De Oaxaca de Juárez llegaron compañeros de la Asociación de Periodistas – Javier Hernández, Gilberto Cosío Matus, y otros, así como la familia del periodista y comunicador Antonio Mejía García, quien fue una de las víctimas del derrumbe e incendio del hotel Regís, donde estaba hospedado al haber acudido a un encuentro de corresponsales del periódico “El Día”. Con la esperanza de que estuviera vivo, nos organizamos con su hermano, el médico Arturo Mejía y su señor padre, quien nunca se resignó a su desaparición. 

En los depósitos, presenciamos escenas dramáticas de quienes iban a recoger a varios miembros de su familia: esposos, suegras, yernos, hijos, nietos, etcétera; se los entregaban enteros o en partes, como los habían rescatado. Estaban expuestos en medio de grandes charcos compuestos de sangre, solución de formol y cubos de hielo que retrasaban hasta cierto punto la descomposición. Católicos y de otras religiones ofrecían ayuda espiritual a los deudos quienes se llevaban a los difuntos en ataúdes de madera de pino sin barnizar. Las cajas en las funerarias de la ciudad se habían agotado porque se calcularon en 20 mil los muertos. Las cifras oficiales nunca coincidieron con el número de desaparecidos. 
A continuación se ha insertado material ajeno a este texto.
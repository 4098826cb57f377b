//! Rendering versions back to strings.

use std::fmt;

use crate::{Result, UnityVersion, UnityVersionType, VersionError};

bitflags::bitflags! {
    /// Options for [`UnityVersion::format`].
    #[derive(Debug, Clone, Copy, PartialEq, Eq, Hash, Default)]
    pub struct FormatFlags: u8 {
        /// Render only `major.minor.build`, dropping the type, type number and
        /// any custom engine suffix.
        const EXCLUDE_TYPE = 1 << 0;
        /// Render China builds as `2017.4.40c1` instead of `2017.4.40f1c1`.
        const SHORT_CHINESE_FORMAT = 1 << 1;
    }
}

impl UnityVersion {
    /// Render with the given flags.
    ///
    /// Fails with [`VersionError::UnknownType`] when the type byte names no
    /// [`UnityVersionType`] and the type is not excluded.
    pub fn format(&self, flags: FormatFlags) -> Result<String> { self.format_with_custom_engine(flags, "") }

    /// Render with the given flags, appending a custom engine suffix verbatim.
    pub fn format_with_custom_engine(&self, flags: FormatFlags, custom_engine: &str) -> Result<String> {
        if flags.contains(FormatFlags::EXCLUDE_TYPE) {
            return Ok(self.to_string_without_type());
        }
        let version_type = self.version_type().ok_or(VersionError::UnknownType(self.type_byte()))?;
        Ok(self.render(Some(version_type), flags, custom_engine))
    }

    /// `major.minor.build`
    pub fn to_string_without_type(&self) -> String {
        format!("{}.{}.{}", self.major(), self.minor(), self.build())
    }

    /// Render as an assembly name such as `_2019_4_3f1.dll`.
    pub fn to_dll_name(&self) -> Result<String> {
        let version = self.format(FormatFlags::empty())?;
        Ok(format!("_{}.dll", version.replace('.', "_")))
    }

    /// `None` renders the undefined type byte as `?byte:number`.
    fn render(&self, version_type: Option<UnityVersionType>, flags: FormatFlags, custom_engine: &str) -> String {
        let mut out = self.to_string_without_type();
        match version_type {
            Some(UnityVersionType::China) if !flags.contains(FormatFlags::SHORT_CHINESE_FORMAT) => {
                out.push_str("f1c");
            }
            Some(t) => out.push(t.to_char()),
            None => {
                out.push('?');
                out.push_str(&self.type_byte().to_string());
                out.push(':');
            }
        }
        out.push_str(&self.type_number().to_string());
        out.push_str(custom_engine);
        out
    }
}

/// Renders with [`FormatFlags::empty`].
///
/// A type byte that names no [`UnityVersionType`] is shown as `?byte:number`,
/// so `UnityVersion::MAX` displays as `65535.255.255?255:255`. Use
/// [`UnityVersion::format`] to get a typed error instead.
impl fmt::Display for UnityVersion {
    fn fmt(&self, f: &mut fmt::Formatter<'_>) -> fmt::Result {
        f.pad(&self.render(self.version_type(), FormatFlags::empty(), ""))
    }
}

#[cfg(feature = "serde")]
impl serde::Serialize for UnityVersion {
    fn serialize<S: serde::Serializer>(&self, serializer: S) -> std::result::Result<S::Ok, S::Error> {
        let rendered = self.format(FormatFlags::empty()).map_err(serde::ser::Error::custom)?;
        serializer.serialize_str(&rendered)
    }
}
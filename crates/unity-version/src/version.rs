//! The canonical 64-bit version value.
//!
//! ```text
//!  63        48 47    40 39    32 31    24 23    16 15       0
//! +-----------+--------+--------+--------+--------+----------+
//! |   major   | minor  | build  |  type  | typeNo | reserved |
//! +-----------+--------+--------+--------+--------+----------+
//! ```
//!
//! Every constructor masks its arguments into the field widths, so `minor = 256`
//! is stored as `0`. The reserved bits are always zero.

use crate::UnityVersionType;

const MAJOR_OFFSET: u32 = 48;
const MINOR_OFFSET: u32 = 40;
const BUILD_OFFSET: u32 = 32;
const TYPE_OFFSET: u32 = 24;
const TYPE_NUMBER_OFFSET: u32 = 16;

const MASK16: u64 = 0xFFFF;
const MASK8: u64 = 0xFF;
const RESERVED_MASK: u64 = 0xFFFF;

/// A Unity engine version such as `2019.4.3f1`.
///
/// Equality and hashing are defined over the packed bits. Ordering follows the
/// release sequence rather than the bits; see [`crate::ordering`].
#[derive(Clone, Copy, PartialEq, Eq, Hash, Default)]
pub struct UnityVersion(u64);

impl UnityVersion {
    /// `0.0.0a0`
    pub const MIN: Self = Self(0);

    /// Every field at its maximum, including the type byte (`0xFF`).
    pub const MAX: Self = Self(!RESERVED_MASK);

    pub const fn from_major(major: u32) -> Self { Self(pack(major as u64, 0, 0, 0, 0)) }

    pub const fn from_major_minor(major: u32, minor: u32) -> Self {
        Self(pack(major as u64, minor as u64, 0, 0, 0))
    }

    pub const fn from_major_minor_build(major: u32, minor: u32, build: u32) -> Self {
        Self(pack(major as u64, minor as u64, build as u64, 0, 0))
    }

    pub const fn from_major_minor_build_type(
        major: u32,
        minor: u32,
        build: u32,
        version_type: UnityVersionType,
    ) -> Self {
        Self(pack(major as u64, minor as u64, build as u64, version_type as u64, 0))
    }

    pub const fn new(
        major: u32,
        minor: u32,
        build: u32,
        version_type: UnityVersionType,
        type_number: u32,
    ) -> Self {
        Self(pack(
            major as u64,
            minor as u64,
            build as u64,
            version_type as u64,
            type_number as u64,
        ))
    }

    /// Build a version whose type byte need not name a [`UnityVersionType`].
    pub const fn from_raw_parts(major: u32, minor: u32, build: u32, type_byte: u8, type_number: u32) -> Self {
        Self(pack(
            major as u64,
            minor as u64,
            build as u64,
            type_byte as u64,
            type_number as u64,
        ))
    }

    pub(crate) const fn from_wide_parts(major: u64, minor: u64, build: u64, type_byte: u64, type_number: u64) -> Self {
        Self(pack(major, minor, build, type_byte, type_number))
    }

    /// Decode a packed value. The reserved low bits are discarded.
    pub const fn from_bits(bits: u64) -> Self { Self(bits & !RESERVED_MASK) }

    pub const fn to_bits(self) -> u64 { self.0 }

    pub const fn from_le_bytes(bytes: [u8; 8]) -> Self { Self::from_bits(u64::from_le_bytes(bytes)) }

    pub const fn from_be_bytes(bytes: [u8; 8]) -> Self { Self::from_bits(u64::from_be_bytes(bytes)) }

    pub const fn to_le_bytes(self) -> [u8; 8] { self.0.to_le_bytes() }

    pub const fn to_be_bytes(self) -> [u8; 8] { self.0.to_be_bytes() }

    /// The first number, `2019` in `2019.4.3f1`.
    pub const fn major(self) -> u16 { ((self.0 >> MAJOR_OFFSET) & MASK16) as u16 }

    /// The second number, `4` in `2019.4.3f1`.
    pub const fn minor(self) -> u8 { ((self.0 >> MINOR_OFFSET) & MASK8) as u8 }

    /// The third number, `3` in `2019.4.3f1`.
    pub const fn build(self) -> u8 { ((self.0 >> BUILD_OFFSET) & MASK8) as u8 }

    /// The raw type byte, which may lie outside the defined variants.
    pub const fn type_byte(self) -> u8 { ((self.0 >> TYPE_OFFSET) & MASK8) as u8 }

    /// The letter, `f` in `2019.4.3f1`, or `None` for an undefined type byte.
    pub const fn version_type(self) -> Option<UnityVersionType> { UnityVersionType::from_byte(self.type_byte()) }

    /// The last number, `1` in `2019.4.3f1`.
    pub const fn type_number(self) -> u8 { ((self.0 >> TYPE_NUMBER_OFFSET) & MASK8) as u8 }

    /// Copy with the major replaced.
    pub const fn change_major(self, value: u16) -> Self {
        Self((self.0 & !(MASK16 << MAJOR_OFFSET)) | ((value as u64) << MAJOR_OFFSET))
    }

    /// Copy with the minor replaced.
    pub const fn change_minor(self, value: u8) -> Self {
        Self((self.0 & !(MASK8 << MINOR_OFFSET)) | ((value as u64) << MINOR_OFFSET))
    }

    /// Copy with the build replaced.
    pub const fn change_build(self, value: u8) -> Self {
        Self((self.0 & !(MASK8 << BUILD_OFFSET)) | ((value as u64) << BUILD_OFFSET))
    }

    /// Copy with the version type replaced.
    pub const fn change_type(self, value: UnityVersionType) -> Self {
        Self((self.0 & !(MASK8 << TYPE_OFFSET)) | ((value as u64) << TYPE_OFFSET))
    }

    /// Copy with the type number replaced.
    pub const fn change_type_number(self, value: u8) -> Self {
        Self((self.0 & !(MASK8 << TYPE_NUMBER_OFFSET)) | ((value as u64) << TYPE_NUMBER_OFFSET))
    }
}

const fn pack(major: u64, minor: u64, build: u64, type_byte: u64, type_number: u64) -> u64 {
    ((major & MASK16) << MAJOR_OFFSET)
        | ((minor & MASK8) << MINOR_OFFSET)
        | ((build & MASK8) << BUILD_OFFSET)
        | ((type_byte & MASK8) << TYPE_OFFSET)
        | ((type_number & MASK8) << TYPE_NUMBER_OFFSET)
}

impl std::fmt::Debug for UnityVersion {
    fn fmt(&self, f: &mut std::fmt::Formatter<'_>) -> std::fmt::Result {
        let mut s = f.debug_struct("UnityVersion");
        s.field("major", &self.major())
            .field("minor", &self.minor())
            .field("build", &self.build());
        match self.version_type() {
            Some(t) => s.field("type", &t),
            None => s.field("type", &self.type_byte()),
        };
        s.field("type_number", &self.type_number()).finish()
    }
}

impl From<UnityVersion> for u64 {
    fn from(v: UnityVersion) -> Self { v.to_bits() }
}

impl From<u64> for UnityVersion {
    fn from(bits: u64) -> Self { Self::from_bits(bits) }
}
Como el Regís se seguía consumiendo por el fuego y no nos podíamos sumar a las labores de rescate, recorrimos todo aquel lugar donde hubiera cadáveres o lesionados. En Delegaciones como la Cuauhtémoc, Venustiano Carranza, Gustavo A. Madero, estaciones de policía, Cruz Roja y clínicas y hospitales. Buscábamos el nombre de Toño en las listas y revisábamos literalmente los cuerpos a ver si alguno se le parecía. 

Allí en la calle, con los zapatos mojados con olor a muerto, la tragedia nos hermanó con los demás, comiendo tortas y bebidas que miles de personas voluntarias repartían: perdimos la noción del tiempo, sin reparar que nuestras familias también estaban preocupadas, aunque ya les habíamos avisado cuando se restableció la comunicación telefónica. Ya no acompañamos el sepelio de Toño, luego de que entregaron algo de sus restos mortales y se los llevaron a Oaxaca; permanecimos en la capital. 

Como nuestro propósito era estudiar una licenciatura, nos quedamos en la ciudad de México con nuestra economía dañada, debido a la crisis que acarreó el sismo. Esta decisión mejoró posteriormente nuestras vidas porque, con estudios superiores, hallamos mejores oportunidades.


Aquél 19 de septiembre nuestra gatita, Tzizitlini, nos levantó con sus maullidos desesperados, alertándonos sobre la inminencia del sismo y nos salvó, porque ya nos preparábamos para vestirnos cuando comenzó a estremecerse el edificio que resultó con cuarteaduras en nuestra recámara. En el departamento estaban hospedados un amigo de Pochutla, Pedro Miguel Pastor y dos campesinos, quienes salieron caminando hacia la terminal TAPO a buscar corrida hacia la costa y fueron testigos de la devastación.


En estas horas tristes, evoco la memoria de quienes fallecieron y las miles de personas voluntarias que participaron en labores de rescate, auxilio, atención médica y la solidaridad y acompañamiento al prójimo que nos sigue distinguiendo.